For Canadians it should be of interest that it was the French-Canadian microbiologist, Felix d’Herelle, working at the Pasteur Institute, in 1917 who coined the name bacteriophage and experimented with the possibility of phage therapy – he subsequently worked all over world, including Russia, Tbilisi, Georgia, where his efforts survive to this day in the form of a Phage Therapy Center (http://www.phagetherapycenter.com ) that treats patients from all over the world (For his work, d’Herelle was made a laureate of the Canadian Medical Hall of Fame – http://cdnmedhall.org/dr-f%C3%A9lix-d%E2%80%99h%C3%A9relle ). The Canadian film: Killer Cure: The Amazing Adventures of Bacteriophage and the book by Thomas Haeusler entitled, Viruses vs. Superbugs, a Solution to the Antibiotics Crisis? attest to d’Herelle’s work and both references are available at Ottawa libraries. Another video on phage therapy from Australia can be found at http://www.youtube.com/watch?v=JG6dnOligeM .
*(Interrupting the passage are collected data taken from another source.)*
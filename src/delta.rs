//! [`DeltaSink`] and [`DeltaMode`]: emit `OLD`/`NEW`/`FINAL` row streams to
//! a caller-supplied sink, the mechanism behind `RETURNING` /
//! `data_change_delta_table` and `FINAL TABLE(...)`.
//!
//! For an updated row, `OLD` precedes `NEW` precedes `FINAL`; for an
//! insert, `NEW` precedes `FINAL`; for a delete, only `OLD` fires.
//! `DmlDriver` is the only caller that sequences these calls — this module
//! just defines the sink contract and a mode filter.

use crate::row::Row;

/// Which snapshot a caller wants streamed, chosen once per statement
/// invocation.
#[derive(Debug, Clone, Copy, PartialEq, Eq)]
pub enum DeltaMode {
    Old,
    New,
    Final,
    None,
}

/// A sink that consumes rows of a chosen delta mode. `emit` is called once
/// per row per applicable mode; a `DeltaMode::None` sink must not be called
/// at all (checked by [`DeltaCollector::emit`] rather than trusted to every
/// call site).
pub trait DeltaSink {
    fn emit(&mut self, row: Row);
}

/// A `DeltaSink` that appends into a `Vec`, the simplest useful
/// implementation and the one `GeneratedKeys` and tests build on.
#[derive(Default)]
pub struct VecSink {
    pub rows: Vec<Row>,
}

impl DeltaSink for VecSink {
    fn emit(&mut self, row: Row) {
        self.rows.push(row);
    }
}

/// Wraps a [`DeltaSink`] with the [`DeltaMode`] the statement was invoked
/// with, so `DmlDriver` can call `collector.old(...)`, `.new_(...)`,
/// `.final_(...)` unconditionally and have only the selected mode actually
/// reach the sink.
pub struct DeltaCollector<'a> {
    mode: DeltaMode,
    sink: &'a mut dyn DeltaSink,
}

impl<'a> DeltaCollector<'a> {
    pub fn new(mode: DeltaMode, sink: &'a mut dyn DeltaSink) -> Self {
        DeltaCollector { mode, sink }
    }

    pub fn mode(&self) -> DeltaMode {
        self.mode
    }

    pub fn old(&mut self, row: &Row) {
        if self.mode == DeltaMode::Old {
            self.sink.emit(row.clone());
        }
    }

    pub fn new_(&mut self, row: &Row) {
        if self.mode == DeltaMode::New {
            self.sink.emit(row.clone());
        }
    }

    pub fn final_(&mut self, row: &Row) {
        if self.mode == DeltaMode::Final {
            self.sink.emit(row.clone());
        }
    }
}

#[cfg(test)]
mod tests {
    use super::*;
    use crate::value::Value;

    #[test]
    fn only_selected_mode_reaches_sink() {
        let mut sink = VecSink::default();
        let row = Row::new(None, vec![Value::Int(1)]);
        {
            let mut collector = DeltaCollector::new(DeltaMode::New, &mut sink);
            collector.old(&row);
            collector.new_(&row);
            collector.final_(&row);
        }
        assert_eq!(sink.rows.len(), 1);
    }

    #[test]
    fn none_mode_emits_nothing() {
        let mut sink = VecSink::default();
        let row = Row::new(None, vec![Value::Int(1)]);
        {
            let mut collector = DeltaCollector::new(DeltaMode::None, &mut sink);
            collector.old(&row);
            collector.new_(&row);
            collector.final_(&row);
        }
        assert!(sink.rows.is_empty());
    }
}
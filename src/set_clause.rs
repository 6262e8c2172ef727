//! [`SetClauseEngine`]: interpreting an UPDATE SET list — simple
//! assignments, row-value assignments, array-element assignments,
//! `DEFAULT`, and `ON UPDATE`.
//!
//! The row-value-assignment cache is modeled as a small arena owned by the
//! [`SetClauseList`], with `UpdateAction::Multiple` variants holding an
//! index into it, rather than an `Rc<RefCell<_>>` shared between actions.

use smallvec::SmallVec;

use crate::error::{DmlError, SetClauseError};
use crate::expr::{ColumnSide, EvalCtx, Expr};
use crate::row::Row;
use crate::schema::ColumnMeta;
use crate::session::Session;
use crate::value::Value;

/// Array-element index paths are almost always 1-3 levels deep
/// (`a[i]`, `a[i][j]`); inline storage avoids a heap allocation for the
/// common case.
type IndexPath = SmallVec<[i64; 4]>;

/// Ceiling on array element indexes accepted by [`array_update`]. Not part
/// of the SQL standard; a guard against pathological `a[999999999]=x`
/// growing an unbounded vector.
pub const MAX_ARRAY_CARDINALITY: i64 = 1_000_000;

/// One SET-list action, tagged rather than downcast.
#[derive(Debug, Clone)]
pub enum UpdateAction {
    Simple(Expr, Option<Vec<Expr>>),
    Multiple {
        arena_idx: usize,
        position: usize,
        first: bool,
        last: bool,
        array_indexes: Option<Vec<Expr>>,
    },
    Default,
    OnUpdateMarker,
}

struct RowExprSlot {
    expr: Expr,
    len: usize,
    cached: Option<Vec<Value>>,
}

/// A dense array of [`UpdateAction`] indexed by column id, at most one
/// action per column. Evaluation order is column-id ascending (enforced by
/// `row_assembly::build_update_row` iterating `meta.columns` in id order),
/// so the `first=true` action of a `Multiple` group is always the
/// smallest-id target and `last=true` the largest.
pub struct SetClauseList {
    actions: Vec<Option<UpdateAction>>,
    arena: Vec<RowExprSlot>,
}

impl SetClauseList {
    pub fn new(col_count: usize) -> Self {
        SetClauseList {
            actions: vec![None; col_count],
            arena: Vec::new(),
        }
    }

    pub fn action_for(&self, col_id: usize) -> Option<UpdateAction> {
        self.actions[col_id].clone()
    }

    fn reject_duplicate(&self, col_id: usize, col_name: &str) -> Result<(), DmlError> {
        if self.actions[col_id].is_some() {
            return Err(SetClauseError::DuplicateColumnName(col_name.to_string()).into());
        }
        Ok(())
    }

    pub fn add_simple(
        &mut self,
        col: &ColumnMeta,
        expr: Expr,
        array_indexes: Option<Vec<Expr>>,
    ) -> Result<(), DmlError> {
        self.reject_duplicate(col.id, &col.name)?;
        self.actions[col.id] = Some(UpdateAction::Simple(expr, array_indexes));
        Ok(())
    }

    pub fn add_default(&mut self, col: &ColumnMeta) -> Result<(), DmlError> {
        self.reject_duplicate(col.id, &col.name)?;
        self.actions[col.id] = Some(UpdateAction::Default);
        Ok(())
    }

    /// `SET (c1, c2) = (v1, v2)`: one shared row-expression, evaluated once
    /// (by the `first=true` action) and cached until the `last=true` action
    /// clears it. `cols` must be given in the same order as the row-ctor's
    /// positions.
    pub fn add_multiple(
        &mut self,
        cols: &[ColumnMeta],
        row_expr: Expr,
        array_indexes: Vec<Option<Vec<Expr>>>,
    ) -> Result<(), DmlError> {
        for col in cols {
            self.reject_duplicate(col.id, &col.name)?;
        }
        let arena_idx = self.arena.len();
        self.arena.push(RowExprSlot {
            expr: row_expr,
            len: cols.len(),
            cached: None,
        });
        let last_pos = cols.len() - 1;
        for (position, (col, idxs)) in cols.iter().zip(array_indexes).enumerate() {
            self.actions[col.id] = Some(UpdateAction::Multiple {
                arena_idx,
                position,
                first: position == 0,
                last: position == last_pos,
                array_indexes: idxs,
            });
        }
        Ok(())
    }

    pub fn implicit_on_update_columns<'a>(&self, columns: &'a [ColumnMeta]) -> Vec<&'a ColumnMeta> {
        columns
            .iter()
            .filter(|c| c.on_update_expr.is_some() && self.actions[c.id].is_none())
            .collect()
    }
}

/// Evaluation environment for one row's worth of SET-action evaluation.
/// `source_row` is the donor row for `ON DUPLICATE KEY UPDATE ... VALUES(col)`
/// and MERGE's `WHEN MATCHED THEN UPDATE` — `None` for a plain UPDATE, which
/// has no second row in scope.
pub struct SetEvalCtx<'a> {
    pub session: &'a Session,
    pub old_row: &'a Row,
    pub new_row_so_far: &'a Row,
    pub source_row: Option<&'a Row>,
    pub params: &'a [Value],
}

/// Evaluate a non-`Default`/non-`OnUpdateMarker` action for one column.
/// Those two variants are handled directly in `row_assembly` because they
/// don't need expression evaluation at all.
pub fn evaluate_action(
    action: &UpdateAction,
    col: &ColumnMeta,
    ctx: &SetEvalCtx<'_>,
    list: &mut SetClauseList,
) -> Result<Value, DmlError> {
    match action {
        UpdateAction::Simple(expr, array_indexes) => {
            let eval_ctx = make_ctx(ctx);
            let rhs = expr.value(&eval_ctx)?;
            apply_optional_array_update(col, ctx.old_row, array_indexes.as_deref(), rhs, &eval_ctx)
        }
        UpdateAction::Multiple {
            arena_idx,
            position,
            first,
            last,
            array_indexes,
        } => {
            if *first {
                let eval_ctx = make_ctx(ctx);
                let slot = &list.arena[*arena_idx];
                let tuple = slot.expr.row_tuple(&eval_ctx, slot.len)?;
                list.arena[*arena_idx].cached = Some(tuple);
            }
            let tuple = list.arena[*arena_idx]
                .cached
                .clone()
                .ok_or_else(|| DmlError::internal("row-expression cache missing for SetMultiple action"))?;
            let rhs = tuple
                .get(*position)
                .cloned()
                .ok_or_else(|| DmlError::internal("row-expression position out of range"))?;
            if *last {
                list.arena[*arena_idx].cached = None;
            }
            let eval_ctx = make_ctx(ctx);
            apply_optional_array_update(col, ctx.old_row, array_indexes.as_deref(), rhs, &eval_ctx)
        }
        UpdateAction::Default | UpdateAction::OnUpdateMarker => {
            Ok(ctx.old_row.col(col.id).clone())
        }
    }
}

fn make_ctx<'a>(ctx: &SetEvalCtx<'a>) -> EvalCtx<'a> {
    let mut eval_ctx = EvalCtx::new(ctx.session).with_target(ctx.old_row).with_params(ctx.params);
    if let Some(source) = ctx.source_row {
        eval_ctx = eval_ctx.with_source(source);
    }
    eval_ctx
}

fn apply_optional_array_update(
    col: &ColumnMeta,
    old_row: &Row,
    array_indexes: Option<&[Expr]>,
    rhs: Value,
    ctx: &EvalCtx<'_>,
) -> Result<Value, DmlError> {
    match array_indexes {
        None => Ok(rhs),
        Some(idx_exprs) => {
            let indexes = eval_indexes(idx_exprs, ctx)?;
            array_update(old_row.col(col.id), &indexes, rhs)
        }
    }
}

fn eval_indexes(idx_exprs: &[Expr], ctx: &EvalCtx<'_>) -> Result<IndexPath, DmlError> {
    idx_exprs.iter().map(|e| e.value(ctx)?.to_i64()).collect()
}

/// Recursively descend `indexes` against `base`, producing a new array
/// value with the deepest element replaced. Iterative-in-spirit: each level
/// produces a freshly owned `Vec`, so there is no possibility of cycles.
pub fn array_update(base: &Value, indexes: &[i64], new_value: Value) -> Result<Value, DmlError> {
    let (idx, rest) = indexes
        .split_first()
        .ok_or_else(|| DmlError::internal("array_update called with empty index path"))?;
    let idx = *idx;
    if !(1..=MAX_ARRAY_CARDINALITY).contains(&idx) {
        return Err(SetClauseError::ArrayElementOutOfRange {
            got: idx,
            max: MAX_ARRAY_CARDINALITY,
        }
        .into());
    }
    let pos = (idx - 1) as usize;

    let mut items: Vec<Value> = match base {
        Value::Null => {
            if !rest.is_empty() {
                return Err(SetClauseError::NullValueInArrayTarget.into());
            }
            Vec::new()
        }
        Value::Array(items) => items.clone(),
        _ => return Err(SetClauseError::ArrayElementNotArray.into()),
    };

    while items.len() <= pos {
        items.push(Value::Null);
    }

    if rest.is_empty() {
        items[pos] = new_value;
    } else {
        items[pos] = array_update(&items[pos], rest, new_value)?;
    }

    Ok(Value::Array(items))
}

/// Binds unqualified/qualified column references to a specific side
/// (target or source) and folds constants. A thin pass: real column-name
/// resolution is a planner concern out of scope here, so this operates on
/// already-`Expr::Column` references and only rewrites their `side`.
pub fn bind_side(expr: Expr, side: ColumnSide) -> Expr {
    match expr {
        Expr::Column { index, .. } => Expr::Column { side, index },
        Expr::RowCtor(items) => Expr::RowCtor(items.into_iter().map(|e| bind_side(e, side)).collect()),
        other => other.optimize(),
    }
}

#[cfg(test)]
mod tests {
    use super::*;
    use crate::value::ColumnType;

    fn col(id: usize, name: &str) -> ColumnMeta {
        ColumnMeta::simple(id, name, ColumnType::Int)
    }

    #[test]
    fn duplicate_column_assignment_fails() {
        let mut list = SetClauseList::new(2);
        let c0 = col(0, "a");
        list.add_simple(&c0, Expr::Literal(Value::Int(1)), None).unwrap();
        let err = list.add_simple(&c0, Expr::Literal(Value::Int(2)), None).unwrap_err();
        assert!(matches!(err, DmlError::SetClause(SetClauseError::DuplicateColumnName(_))));
    }

    #[test]
    fn array_update_replaces_single_element() {
        let base = Value::Array(vec![Value::Int(10), Value::Int(20), Value::Int(30)]);
        let updated = array_update(&base, &[2], Value::Int(99)).unwrap();
        assert_eq!(
            updated,
            Value::Array(vec![Value::Int(10), Value::Int(99), Value::Int(30)])
        );
    }

    #[test]
    fn array_update_grows_and_fills_null_gaps() {
        let base = Value::Array(vec![Value::Int(10), Value::Int(20), Value::Int(30)]);
        let updated = array_update(&base, &[5], Value::Int(7)).unwrap();
        assert_eq!(
            updated,
            Value::Array(vec![
                Value::Int(10),
                Value::Int(20),
                Value::Int(30),
                Value::Null,
                Value::Int(7)
            ])
        );
    }

    #[test]
    fn array_update_rejects_index_below_one() {
        let base = Value::Array(vec![Value::Int(1)]);
        let err = array_update(&base, &[0], Value::Int(1)).unwrap_err();
        assert!(matches!(err, DmlError::SetClause(SetClauseError::ArrayElementOutOfRange { .. })));
    }

    #[test]
    fn array_update_rejects_non_array_intermediate() {
        let base = Value::Int(5);
        let err = array_update(&base, &[1, 2], Value::Int(1)).unwrap_err();
        assert!(matches!(err, DmlError::SetClause(SetClauseError::ArrayElementNotArray)));
    }

    #[test]
    fn array_update_rejects_null_intermediate() {
        let err = array_update(&Value::Null, &[1, 2], Value::Int(1)).unwrap_err();
        assert!(matches!(err, DmlError::SetClause(SetClauseError::NullValueInArrayTarget)));
    }
}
The tragedy is that we are too venal to deploy these weapons of mass-destruction for bacteria in our efforts to win some battles in the fight with pathogenic bacteria even as many Canadian patients suffer and die of antibiotic-resistant infections. I recently read a suggestion that the superbug problem is threatening the practice of medicine as we know it and that it should be considered as a threat for human civilization similar to terrorism and global warming and I would therefore suggest that Canada should establish ‘The Superbug Victim Felix d’Herelle Memorial Center for Experimental Phage Therapy’ to provide phage therapy to patients when antibiotics fail or when patients are allergic to antibiotics. It seems to me that the old American Embassy Building would be an excellent place for such a center as members of parliament would be able to monitor the work, remembering that superbugs do not discriminate!